= George Wyburn =

British embryologist

George McCreath Wyburn FRSE FRFPSG (1903-1985) was a British embryologist. He was professor of anatomy at the University of Glasgow from 1948 to 1972.

==Life==

Wyburn studied medicine at the University of Glasgow under Professor Thomas Hastie Bryce, graduating with an MB ChB in 1925. After graduation he was employed for several years at different Scottish hospitals. In 1930 he took up a position as a lecturer/demonstrator at the University of Glasgow Anatomy Department, and in 1935 became a senior lecturer. He gained a doctorate (DSc) in 1938 and won the Struthers Medal in 1939 for his embryological research.
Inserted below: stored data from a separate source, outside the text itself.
//! Runtime configuration for [`ShopSystem`](super::ShopSystem).
//!
//! | Variable | Default | Meaning |
//! |----------|---------|---------|
//! | `SHOP_MAILBOX_CAPACITY` | `32` | mpsc buffer of every actor mailbox |
//! | `SHOP_SEED_CATALOG` | `true` | load the sample catalog on startup |

use thiserror::Error;

pub const MAILBOX_CAPACITY_VAR: &str = "SHOP_MAILBOX_CAPACITY";
pub const SEED_CATALOG_VAR: &str = "SHOP_SEED_CATALOG";

#[derive(Debug, Clone, PartialEq, Eq, Error)]
pub enum ConfigError {
    #[error("Invalid value for {key}: {value:?}")]
    InvalidValue { key: &'static str, value: String },

    #[error("Mailbox capacity must be greater than zero")]
    ZeroCapacity,
}

#[derive(Debug, Clone, PartialEq, Eq)]
pub struct ShopConfig {
    /// Requests an actor can queue before senders wait.
    pub mailbox_capacity: usize,
    pub seed_catalog: bool,
}

impl Default for ShopConfig {
    fn default() -> Self {
        Self {
            mailbox_capacity: 32,
            seed_catalog: true,
        }
    }
}

impl ShopConfig {
    /// Reads the configuration from the process environment.
    pub fn from_env() -> Result<Self, ConfigError> {
        Self::from_lookup(|key| std::env::var(key).ok())
    }

    /// Builds a configuration from an arbitrary key lookup, falling back to
    /// the defaults for missing keys.
    pub fn from_lookup(lookup: impl Fn(&str) -> Option<String>) -> Result<Self, ConfigError> {
        let mut config = Self::default();

        if let Some(value) = lookup(MAILBOX_CAPACITY_VAR) {
            config.mailbox_capacity =
                value
                    .trim()
                    .parse()
                    .map_err(|_| ConfigError::InvalidValue {
                        key: MAILBOX_CAPACITY_VAR,
                        value: value.clone(),
                    })?;
        }
        if let Some(value) = lookup(SEED_CATALOG_VAR) {
            config.seed_catalog = match value.trim().to_ascii_lowercase().as_str() {
                "1" | "true" | "yes" | "on" => true,
                "0" | "false" | "no" | "off" => false,
                _ => {
                    return Err(ConfigError::InvalidValue {
                        key: SEED_CATALOG_VAR,
                        value,
                    })
                }
            };
        }

        config.validate()?;
        Ok(config)
    }

    /// Tokio mpsc channels panic on a zero capacity.
    pub fn validate(&self) -> Result<(), ConfigError> {
        if self.mailbox_capacity == 0 {
            return Err(ConfigError::ZeroCapacity);
        }
        Ok(())
    }
}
In 1938 he was elected a Fellow of the Royal Society of Edinburgh. His proposers were Duncan McCallum Blair, John Walton, Thomas Hastie Bryce, and George Walter Tyrrell. He resigned from the society in 1972.

In 1944 he became head of the Anatomy Department and in 1948 he succeeded Professor William James Hamilton to become professor of anatomy at the university.

In 1947 he won the Struthers Medal for a second time, jointly with Paul Bacsich, for their work on the repair of peripheral nerve injuries during the Second world War.

In the 1970s he made a study trip to Otago University in New Zealand and donated a high number of anatomical copper plates.

He retired in 1972 and died in 1985. His position as professor of anatomy was filled by Professor Raymond Scothorne.